ワンゲル部2月合宿2:雪崩対策とビバークについての雪上訓練
ワンゲル部2月合宿の前半2日間は、山小屋の雪下ろしとゲレンデでのテレマークスキー練習であったが、後半2日間では、山小屋の裏山にて、雪崩対策とビバークを中心とした雪上訓練を行う。裏山は、山小屋からシールを履いてお手軽に行けるワンゲル部のプライベートゲレンデである。なお、雪上訓練のための学習会を、事前に大学にて1日かけて行っている。そこでは、座学にて、雪崩リスク、雪崩現象、山岳の積雪、雪崩捜索、行動判断、積雪の不安定性評価について学び、キャンパス内にてビーコンの使い方について練習した。
前日の大雪から一転しての好天であった。ただし気温は高い。朝のうちはクラストしていた雪も、日中は緩んで湿雪重雪に変わるに違いない。
雪上訓練1日目は、シール登行にて、裏山の小ピークに上がる。出発時にはしっかりビーコンの動作確認を行った。
林道を進むワンゲル部員たち。1回生3人は初めてのシール登行である。
スノーブリッジを渡る。
滑りやすそうなカラマツ林を登る。ワンゲル部のプライベートゲレンデである。
天気も良い。
裏山の小ピークに到着。ここが現役部員にとって2日間のベースとなる。
遠くに木曽御嶽山が眺められた。
まずはピットを掘って積雪の観察をしてもらった。

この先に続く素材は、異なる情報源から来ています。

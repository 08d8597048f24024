use env_logger::Env;
use fwcombine::{chip::Esp32c3, Config, Error};
use main_error::MainError;
use std::path::PathBuf;
use structopt::StructOpt;

/// Combine a bootloader and an application into one flash image
#[derive(StructOpt)]
struct Opt {
    /// Path to a config file, default to be fwcombine.toml if it exists
    #[structopt(short, long, env = "FWCOMBINE_CONFIG", parse(from_os_str))]
    config: Option<PathBuf>,
    /// Bootloader image, placed at address 0
    #[structopt(short, long, env = "FWCOMBINE_BOOTLOADER", parse(from_os_str))]
    bootloader: Option<PathBuf>,
    /// Application image, placed at the base offset
    #[structopt(short, long, env = "FWCOMBINE_MAIN", parse(from_os_str))]
    main: Option<PathBuf>,
    /// Output file
    #[structopt(short, long, env = "FWCOMBINE_OUTPUT", parse(from_os_str))]
    output: Option<PathBuf>,
    /// Address of the application, default to be 0x10000
    #[structopt(long, env = "FWCOMBINE_BASE_OFFSET", parse(try_from_str = parse_int::parse))]
    base_offset: Option<u32>,
    /// Byte used to fill the gap, default to be 0xff
    #[structopt(long, env = "FWCOMBINE_FILL_BYTE", parse(try_from_str = parse_int::parse))]
    fill_byte: Option<u8>,
}

impl Opt {
    fn into_config(self) -> (Option<PathBuf>, Config) {
        let config = Config {
            bootloader: self.bootloader,
            main: self.main,
            output: self.output,
            base_offset: self.base_offset,
            fill_byte: self.fill_byte,
        };
        (self.config, config)
    }
}

fn run(args: Opt) -> Result<PathBuf, Error> {
    let (config_path, overrides) = args.into_config();
    let settings = Config::load(config_path.as_deref())?
        .merge(overrides)
        .resolve(&Esp32c3)?;
    log::trace!("Settings: {:x?}", settings);

    fwcombine::combine(&settings)
}

#[paw::main]
fn main(args: Opt) -> Result<(), MainError> {
    env_logger::Builder::from_env(Env::default().default_filter_or("fwcombine=info"))
        .format_timestamp(None)
        .init();

    let output = run(args)?;
    println!("Combined firmware saved to {}", output.display());

    Ok(())
}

それから雪柱を切り出して、バーブテストとコンプレッションテストについて指導した。
ピットから雪洞構築に入る。
2ヶ所から穴を掘り、中で貫通させて、現役部員6人が泊まれる雪洞を作る。とても2月とは思えない春山のような締まった雪で、掘るにはかなりの労力を要した。

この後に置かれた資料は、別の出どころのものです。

use crate::{segment::RomSegment, Error};
use sha2::{Digest, Sha256};
use std::io::{self, Read, Write};

/// Bootloader at address 0 followed by the application at a fixed offset,
/// with the gap between them filled.
#[derive(Debug, Clone)]
pub struct CombinedImage<'a> {
    bootloader: RomSegment<'a>,
    main: RomSegment<'a>,
    fill_byte: u8,
}

/// Size and SHA-256 of an image as it was written out.
#[derive(Debug, Clone, PartialEq, Eq)]
pub struct WrittenImage {
    pub len: u64,
    pub sha256: [u8; 32],
}

impl<'a> CombinedImage<'a> {
    pub fn new(
        bootloader: RomSegment<'a>,
        main: RomSegment<'a>,
        fill_byte: u8,
    ) -> Result<Self, Error> {
        debug_assert_eq!(bootloader.addr, 0);
        let base_offset = main.addr;
        if bootloader.size() > base_offset as usize {
            return Err(Error::BootloaderTooLarge {
                size: bootloader.size(),
                base_offset,
            });
        }
        if main.end().is_none() {
            return Err(Error::ImageTooLarge {
                base_offset,
                size: main.size(),
            });
        }
        Ok(CombinedImage {
            bootloader,
            main,
            fill_byte,
        })
    }

    pub fn base_offset(&self) -> u32 {
        self.main.addr
    }

    pub fn fill_byte(&self) -> u8 {
        self.fill_byte
    }

    pub fn padding_len(&self) -> u64 {
        (self.base_offset() as usize - self.bootloader.size()) as u64
    }

    /// Total size of the combined image.
    pub fn size(&self) -> u64 {
        self.base_offset() as u64 + self.main.size() as u64
    }

    /// Streams the image into `writer`. The padding is never buffered.
    pub fn write_to<W: Write>(&self, writer: W) -> io::Result<WrittenImage> {
        let mut writer = HashWriter::new(writer);

        writer.write_all(&self.bootloader.data)?;
        let padded = io::copy(
            &mut io::repeat(self.fill_byte).take(self.padding_len()),
            &mut writer,
        )?;
        log::trace!(
            "Padded {:#x}..{:#x} with {:#04x}",
            self.bootloader.size(),
            self.base_offset(),
            self.fill_byte
        );
        debug_assert_eq!(padded, self.padding_len());
        writer.write_all(&self.main.data)?;
        writer.flush()?;

        Ok(writer.finish())
    }
}

struct HashWriter<W> {
    inner: W,
    hasher: Sha256,
    len: u64,
}

impl<W: Write> HashWriter<W> {
    fn new(inner: W) -> Self {
        HashWriter {
            inner,
            hasher: Sha256::new(),
            len: 0,
        }
    }

    fn finish(self) -> WrittenImage {
        let mut sha256 = [0; 32];
        sha256.copy_from_slice(&self.hasher.finalize());
        WrittenImage {
            len: self.len,
            sha256,
        }
    }
}

impl<W: Write> Write for HashWriter<W> {
    fn write(&mut self, buf: &[u8]) -> io::Result<usize> {
        let n = self.inner.write(buf)?;
        self.hasher.update(&buf[..n]);
        self.len += n as u64;
        Ok(n)
    }

    fn flush(&mut self) -> io::Result<()> {
        self.inner.flush()
    }
}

例年ならば2m以上はある小ピークの積雪が1m60cmと少なく、雪洞が掘れるか危惧したが、案の定、掘り進むと地面が出てしまった。そこからは雪洞を2段構造にすることで、なんとか6人が泊まれる雪洞を構築できた。
現役部員には、実際に雪洞に宿泊してもらった。ちょっと窮屈だったとのこと。
私とOBは山小屋に戻って、温々と過ごした。小ピークから山小屋までは滑って30分であったが、想定通りの悪雪重雪でかなりテクニカルな滑りが要求された。スキー経験の浅い現役部員たちが、翌日の下山で滑って下りられるか危惧するところだ。

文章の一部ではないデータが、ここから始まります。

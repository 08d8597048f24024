use std::{fs, path::Path, process::Command};

fn fwcombine(dir: &Path) -> Command {
    let mut cmd = Command::new(env!("CARGO_BIN_EXE_fwcombine"));
    cmd.current_dir(dir)
        .env_remove("RUST_LOG")
        .env_remove("FWCOMBINE_CONFIG")
        .env_remove("FWCOMBINE_BOOTLOADER")
        .env_remove("FWCOMBINE_MAIN")
        .env_remove("FWCOMBINE_OUTPUT")
        .env_remove("FWCOMBINE_BASE_OFFSET")
        .env_remove("FWCOMBINE_FILL_BYTE");
    cmd
}

#[test]
fn flags_override_config_file() {
    let dir = tempfile::tempdir().unwrap();
    fs::create_dir(dir.path().join("build")).unwrap();
    fs::write(dir.path().join("build/bootloader.bin"), [0xAAu8; 10]).unwrap();
    fs::write(dir.path().join("build/main.bin"), [0xBBu8; 5]).unwrap();
    fs::write(
        dir.path().join("fwcombine.toml"),
        "bootloader = \"build/bootloader.bin\"\n\
         main = \"build/main.bin\"\n\
         output = \"combined/firmware.bin\"\n\
         base_offset = 0x10000\n",
    )
    .unwrap();

    let out = fwcombine(dir.path())
        .args(&["--base-offset", "0x14", "--fill-byte", "0"])
        .output()
        .unwrap();
    assert!(out.status.success(), "{}", String::from_utf8_lossy(&out.stderr));

    let output = Path::new("./combined/firmware.bin");
    assert_eq!(
        String::from_utf8(out.stdout).unwrap(),
        format!("Combined firmware saved to {}\n", output.display())
    );
    let data = fs::read(dir.path().join(output)).unwrap();
    let mut expected = vec![0xAAu8; 10];
    expected.extend(vec![0x00; 10]);
    expected.extend(vec![0xBB; 5]);
    assert_eq!(data, expected);
}

#[test]
fn missing_input_fails() {
    let dir = tempfile::tempdir().unwrap();
    fs::write(dir.path().join("main.bin"), [0xBBu8; 5]).unwrap();

    let out = fwcombine(dir.path())
        .args(&["-b", "boot.bin", "-m", "main.bin", "-o", "out/firmware.bin"])
        .output()
        .unwrap();
    assert!(!out.status.success());
    assert!(out.stdout.is_empty());
    assert!(String::from_utf8_lossy(&out.stderr).contains("boot.bin"));
    assert!(!dir.path().join("out").exists());
}

#[test]
fn missing_output_setting_fails() {
    let dir = tempfile::tempdir().unwrap();

    let out = fwcombine(dir.path())
        .args(&["-b", "boot.bin", "-m", "main.bin"])
        .output()
        .unwrap();
    assert!(!out.status.success());
    assert!(String::from_utf8_lossy(&out.stderr).contains("no output path given"));
}

fn small_project() -> tempfile::TempDir {
    let dir = tempfile::tempdir().unwrap();
    fs::write(dir.path().join("bootloader.bin"), [0xAAu8; 2]).unwrap();
    fs::write(dir.path().join("main.bin"), [0xBBu8; 2]).unwrap();
    fs::write(
        dir.path().join("fwcombine.toml"),
        "bootloader = \"bootloader.bin\"\n\
         main = \"main.bin\"\n\
         output = \"from-config.bin\"\n\
         base_offset = 8\n",
    )
    .unwrap();
    dir
}

#[test]
fn env_overrides_config_file() {
    let dir = small_project();

    let out = fwcombine(dir.path())
        .env("FWCOMBINE_BASE_OFFSET", "4")
        .env("FWCOMBINE_OUTPUT", "from-env.bin")
        .output()
        .unwrap();
    assert!(out.status.success(), "{}", String::from_utf8_lossy(&out.stderr));

    assert!(!dir.path().join("from-config.bin").exists());
    assert_eq!(
        fs::read(dir.path().join("from-env.bin")).unwrap(),
        [0xAA, 0xAA, 0xFF, 0xFF, 0xBB, 0xBB]
    );
}

#[test]
fn flag_overrides_env() {
    let dir = small_project();

    let out = fwcombine(dir.path())
        .env("FWCOMBINE_BASE_OFFSET", "4")
        .env("FWCOMBINE_FILL_BYTE", "0x11")
        .args(&["--base-offset", "0x3", "--fill-byte", "0x22"])
        .output()
        .unwrap();
    assert!(out.status.success(), "{}", String::from_utf8_lossy(&out.stderr));

    assert_eq!(
        fs::read(dir.path().join("from-config.bin")).unwrap(),
        [0xAA, 0xAA, 0x22, 0xBB, 0xBB]
    );
}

雪上訓練2日目の朝は、山小屋から再び小ピークに登り、雪洞に泊まっていたワンゲル部員たちと合流した。
行く途中で、ゴジュウカラ、コガラ、エナガなどのカラ類の混群を見かけた。写真はゴジュウカラ。
まずは斜面でのビーコン捜索訓練を行った。雪崩の走路を想定した斜面に、ビーコンを深めに2つ埋める。全員がビーコンをサーチモードにして捜索し、プロービングで位置を特定してスコップで掘り出す。この作業を、如何に効率よく短時間で行えるかが重要だが、5分前後でできていた。
次に、ビバーク訓練として、ツエルトの使い方について実践してもらった。まずは一番簡単な使い方であるツエルトを被るだけ。
スキーを使ってツエルトをテント状に張る。
雪洞での宿泊は実際にしてもらったが、ザックを埋めての簡易イグルー(かまくら)作りも経験してもらった。
雪に穴を掘って、その上にザックをまとめて置く。
ザックの上にツエルトを被せる。
その上に雪を積んで、ペタペタと固める。
埋めたザックを取り出すと、空洞ができる。
ちょっと狭いが、人が緊急避難できる簡易イグルーとなる。
ついでに上からプロービングを行い、人の感触を経験してもらった。以上でビバーク訓練は終了。
問題は下山である。
一昨日は南岸低気圧の通過で重い湿雪が積もったのだが、昨日今日は晴れて、気温も上昇したことで雪は生コン状態に。
スキー歴の浅いワンゲル部員にはかなり厳しいコンディションだったが、若さと体力で、何度も転けてもしっかり起き上がり、全員無事に山小屋に帰還できた。4日間は厳冬期の2月とは思えない春山のような天候と雪質だったが、ワンゲル部員たちにとっては、よい経験になったと思う。
Comments
いゃ~、実に充実した冬合宿ですねぇ
これだけの内容の講習が無料で受けられるなんて
(私も受けたい。。。笑)
それにしても、学生さん達のスキー道具はどうして調達しているのです?
板やビンディングはお下がりがあっても、靴はなかなか合わないのでは?
Posted by: CIMA | February 16, 2023 07:23 PM
シマさん、どうもです。
私がかってJANで受講したセイフティキャンプの内容がベースで、そこに私のオリジナルでビバーク訓練などを入れています。
学生にその価値ち意義がわかっているかが気にはなるところです。
道具については一部は私のテレ仲間からの寄付で、一部は新規で購入していますが、それはOBOGの寄付金にもとづくものです。
どうしてもないサイズのブーツは新規で購入しています。
ただし1名だけは自腹で自分の道具を購入しています。
自分で購入した以上、テレマークをものにするという意欲は感じています。